## ABOUT THIS TASK
Each line of the data below from the one holding "async fn card_opens_detail_overlay()" to the one holding "async fn every_close_route_restores_scrolling()", inclusive, is to be reproduced exactly; no other line belongs in the answer.

Saved entries
════
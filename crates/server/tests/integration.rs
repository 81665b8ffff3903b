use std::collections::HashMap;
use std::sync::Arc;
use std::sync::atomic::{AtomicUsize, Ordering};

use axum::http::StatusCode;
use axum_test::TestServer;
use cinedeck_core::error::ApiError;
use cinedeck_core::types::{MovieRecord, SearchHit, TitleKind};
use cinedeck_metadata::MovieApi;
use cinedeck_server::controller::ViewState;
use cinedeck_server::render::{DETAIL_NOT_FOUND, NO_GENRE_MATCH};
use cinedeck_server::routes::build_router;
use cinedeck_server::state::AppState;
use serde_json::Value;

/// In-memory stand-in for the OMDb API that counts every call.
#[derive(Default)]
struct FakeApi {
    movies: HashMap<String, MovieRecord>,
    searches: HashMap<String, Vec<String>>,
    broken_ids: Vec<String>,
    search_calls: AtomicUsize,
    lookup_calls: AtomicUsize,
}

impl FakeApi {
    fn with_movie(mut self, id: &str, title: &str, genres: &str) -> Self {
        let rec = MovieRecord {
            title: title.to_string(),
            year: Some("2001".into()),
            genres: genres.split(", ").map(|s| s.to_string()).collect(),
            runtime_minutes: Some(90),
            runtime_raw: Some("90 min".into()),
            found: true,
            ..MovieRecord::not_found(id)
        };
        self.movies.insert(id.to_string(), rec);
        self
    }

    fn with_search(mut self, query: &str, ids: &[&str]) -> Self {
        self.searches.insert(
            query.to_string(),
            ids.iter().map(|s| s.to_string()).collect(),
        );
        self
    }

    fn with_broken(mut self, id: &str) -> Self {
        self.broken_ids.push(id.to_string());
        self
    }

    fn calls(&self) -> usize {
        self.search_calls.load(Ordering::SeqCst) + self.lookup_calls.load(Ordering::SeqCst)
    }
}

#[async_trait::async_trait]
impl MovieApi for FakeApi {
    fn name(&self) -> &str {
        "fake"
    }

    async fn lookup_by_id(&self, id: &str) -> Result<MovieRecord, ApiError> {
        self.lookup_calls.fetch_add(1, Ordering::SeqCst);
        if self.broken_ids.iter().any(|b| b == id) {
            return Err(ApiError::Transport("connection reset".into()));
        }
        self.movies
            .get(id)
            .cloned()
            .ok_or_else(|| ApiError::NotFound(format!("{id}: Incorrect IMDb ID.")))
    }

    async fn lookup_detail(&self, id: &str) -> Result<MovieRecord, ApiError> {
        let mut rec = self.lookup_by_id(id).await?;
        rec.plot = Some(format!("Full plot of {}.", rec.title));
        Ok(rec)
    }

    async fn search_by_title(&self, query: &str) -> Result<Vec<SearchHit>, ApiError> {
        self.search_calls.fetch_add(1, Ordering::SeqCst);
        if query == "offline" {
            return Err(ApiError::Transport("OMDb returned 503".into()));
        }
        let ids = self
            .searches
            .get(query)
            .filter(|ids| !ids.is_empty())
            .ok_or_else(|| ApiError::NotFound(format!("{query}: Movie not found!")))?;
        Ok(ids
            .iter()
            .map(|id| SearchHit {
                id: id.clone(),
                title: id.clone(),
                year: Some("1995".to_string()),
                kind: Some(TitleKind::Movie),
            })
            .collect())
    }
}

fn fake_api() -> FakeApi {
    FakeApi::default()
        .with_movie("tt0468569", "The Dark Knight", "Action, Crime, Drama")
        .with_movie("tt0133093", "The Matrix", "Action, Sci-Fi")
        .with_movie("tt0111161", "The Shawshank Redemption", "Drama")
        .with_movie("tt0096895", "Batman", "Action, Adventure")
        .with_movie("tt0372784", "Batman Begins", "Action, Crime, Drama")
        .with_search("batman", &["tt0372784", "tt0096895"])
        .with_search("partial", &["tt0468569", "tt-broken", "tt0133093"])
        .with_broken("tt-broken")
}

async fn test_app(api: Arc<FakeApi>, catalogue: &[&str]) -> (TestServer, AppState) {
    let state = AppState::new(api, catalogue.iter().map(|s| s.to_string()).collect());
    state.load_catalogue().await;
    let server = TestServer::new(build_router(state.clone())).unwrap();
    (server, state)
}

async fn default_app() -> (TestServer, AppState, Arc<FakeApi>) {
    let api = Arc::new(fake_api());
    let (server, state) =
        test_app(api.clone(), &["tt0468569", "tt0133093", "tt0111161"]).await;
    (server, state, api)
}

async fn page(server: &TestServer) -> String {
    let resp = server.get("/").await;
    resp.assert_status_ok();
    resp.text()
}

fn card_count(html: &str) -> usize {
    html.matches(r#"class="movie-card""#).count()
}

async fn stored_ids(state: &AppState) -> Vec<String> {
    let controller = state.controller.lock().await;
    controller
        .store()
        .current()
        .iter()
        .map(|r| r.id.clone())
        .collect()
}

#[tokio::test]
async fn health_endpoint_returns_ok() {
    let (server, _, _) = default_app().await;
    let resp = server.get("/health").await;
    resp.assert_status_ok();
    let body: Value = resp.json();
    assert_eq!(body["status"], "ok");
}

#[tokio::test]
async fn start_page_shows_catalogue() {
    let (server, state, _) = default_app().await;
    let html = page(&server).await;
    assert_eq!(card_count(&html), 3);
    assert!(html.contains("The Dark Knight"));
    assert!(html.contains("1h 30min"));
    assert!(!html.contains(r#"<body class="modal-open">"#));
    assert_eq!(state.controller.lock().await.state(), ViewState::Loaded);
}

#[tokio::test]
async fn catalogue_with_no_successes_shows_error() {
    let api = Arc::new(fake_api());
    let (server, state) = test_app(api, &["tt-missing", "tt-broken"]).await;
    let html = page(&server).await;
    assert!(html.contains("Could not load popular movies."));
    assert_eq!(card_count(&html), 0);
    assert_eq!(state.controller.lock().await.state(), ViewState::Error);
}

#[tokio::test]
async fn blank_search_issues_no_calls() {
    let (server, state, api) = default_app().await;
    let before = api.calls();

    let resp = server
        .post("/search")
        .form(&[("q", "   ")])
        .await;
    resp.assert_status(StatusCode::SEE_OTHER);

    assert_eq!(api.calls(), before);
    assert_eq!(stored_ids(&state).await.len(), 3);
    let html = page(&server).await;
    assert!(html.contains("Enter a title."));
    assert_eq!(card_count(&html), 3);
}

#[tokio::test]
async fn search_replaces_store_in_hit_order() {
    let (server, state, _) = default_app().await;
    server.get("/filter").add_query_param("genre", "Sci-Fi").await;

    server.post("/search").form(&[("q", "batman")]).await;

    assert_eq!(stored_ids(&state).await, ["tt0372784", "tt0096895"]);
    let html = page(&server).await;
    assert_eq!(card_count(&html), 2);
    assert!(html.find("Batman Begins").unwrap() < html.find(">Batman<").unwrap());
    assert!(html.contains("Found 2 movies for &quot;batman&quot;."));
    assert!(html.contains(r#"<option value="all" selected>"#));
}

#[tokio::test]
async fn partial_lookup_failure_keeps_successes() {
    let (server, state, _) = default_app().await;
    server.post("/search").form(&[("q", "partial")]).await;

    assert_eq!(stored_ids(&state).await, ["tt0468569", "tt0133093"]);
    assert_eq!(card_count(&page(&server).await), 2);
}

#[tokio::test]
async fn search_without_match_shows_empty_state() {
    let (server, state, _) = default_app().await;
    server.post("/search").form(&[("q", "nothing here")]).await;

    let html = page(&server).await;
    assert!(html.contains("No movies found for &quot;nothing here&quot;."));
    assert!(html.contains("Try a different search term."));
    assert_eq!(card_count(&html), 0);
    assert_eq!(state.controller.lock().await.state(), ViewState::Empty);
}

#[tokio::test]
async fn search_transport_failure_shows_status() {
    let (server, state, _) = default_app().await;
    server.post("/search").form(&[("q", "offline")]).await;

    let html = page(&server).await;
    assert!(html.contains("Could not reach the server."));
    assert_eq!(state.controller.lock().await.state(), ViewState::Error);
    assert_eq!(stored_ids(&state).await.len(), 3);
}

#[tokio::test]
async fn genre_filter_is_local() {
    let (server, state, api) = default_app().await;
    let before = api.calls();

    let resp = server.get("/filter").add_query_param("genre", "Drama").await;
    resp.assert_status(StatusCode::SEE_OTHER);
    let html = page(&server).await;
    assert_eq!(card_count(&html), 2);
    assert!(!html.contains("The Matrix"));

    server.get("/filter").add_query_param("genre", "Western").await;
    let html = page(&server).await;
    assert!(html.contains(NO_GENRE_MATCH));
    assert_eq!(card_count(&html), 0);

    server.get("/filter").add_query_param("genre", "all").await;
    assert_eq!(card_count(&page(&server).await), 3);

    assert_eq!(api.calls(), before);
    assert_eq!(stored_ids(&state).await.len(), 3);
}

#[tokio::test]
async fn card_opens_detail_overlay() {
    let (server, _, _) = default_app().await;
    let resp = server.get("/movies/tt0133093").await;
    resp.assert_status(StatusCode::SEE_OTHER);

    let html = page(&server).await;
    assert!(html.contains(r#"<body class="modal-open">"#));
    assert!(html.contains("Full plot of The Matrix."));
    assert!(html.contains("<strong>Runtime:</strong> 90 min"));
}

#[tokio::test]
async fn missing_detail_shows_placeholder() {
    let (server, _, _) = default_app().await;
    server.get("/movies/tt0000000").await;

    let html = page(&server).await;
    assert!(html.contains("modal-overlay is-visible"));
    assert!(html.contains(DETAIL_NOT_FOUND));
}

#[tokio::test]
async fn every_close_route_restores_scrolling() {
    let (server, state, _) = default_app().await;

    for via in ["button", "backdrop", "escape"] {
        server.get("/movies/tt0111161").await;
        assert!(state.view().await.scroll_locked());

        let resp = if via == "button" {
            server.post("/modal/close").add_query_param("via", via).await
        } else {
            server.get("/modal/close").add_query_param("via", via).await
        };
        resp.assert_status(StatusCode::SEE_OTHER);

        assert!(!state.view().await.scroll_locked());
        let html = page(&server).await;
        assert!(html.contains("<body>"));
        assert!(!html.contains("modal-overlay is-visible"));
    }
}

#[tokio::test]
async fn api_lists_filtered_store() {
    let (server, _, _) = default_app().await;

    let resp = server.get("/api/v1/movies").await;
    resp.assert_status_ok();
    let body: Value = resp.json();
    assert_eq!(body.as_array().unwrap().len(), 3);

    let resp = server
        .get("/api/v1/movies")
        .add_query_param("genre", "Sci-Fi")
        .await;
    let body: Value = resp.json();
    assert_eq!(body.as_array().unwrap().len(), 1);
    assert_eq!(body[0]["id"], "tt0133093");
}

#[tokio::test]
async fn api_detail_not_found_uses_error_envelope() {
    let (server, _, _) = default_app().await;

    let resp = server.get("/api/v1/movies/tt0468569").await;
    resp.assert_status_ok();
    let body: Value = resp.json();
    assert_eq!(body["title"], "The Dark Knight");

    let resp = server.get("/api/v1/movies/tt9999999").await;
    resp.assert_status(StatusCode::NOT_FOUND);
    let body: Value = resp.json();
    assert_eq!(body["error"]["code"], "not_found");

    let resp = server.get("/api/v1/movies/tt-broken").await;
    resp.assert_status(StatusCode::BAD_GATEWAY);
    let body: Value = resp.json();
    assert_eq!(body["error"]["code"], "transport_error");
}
════
## REPLY TO THE TASK
async fn card_opens_detail_overlay() {
    let (server, _, _) = default_app().await;
    let resp = server.get("/movies/tt0133093").await;
    resp.assert_status(StatusCode::SEE_OTHER);

    let html = page(&server).await;
    assert!(html.contains(r#"<body class="modal-open">"#));
    assert!(html.contains("Full plot of The Matrix."));
    assert!(html.contains("<strong>Runtime:</strong> 90 min"));
}

#[tokio::test]
async fn missing_detail_shows_placeholder() {
    let (server, _, _) = default_app().await;
    server.get("/movies/tt0000000").await;

    let html = page(&server).await;
    assert!(html.contains("modal-overlay is-visible"));
    assert!(html.contains(DETAIL_NOT_FOUND));
}

#[tokio::test]
async fn every_close_route_restores_scrolling() {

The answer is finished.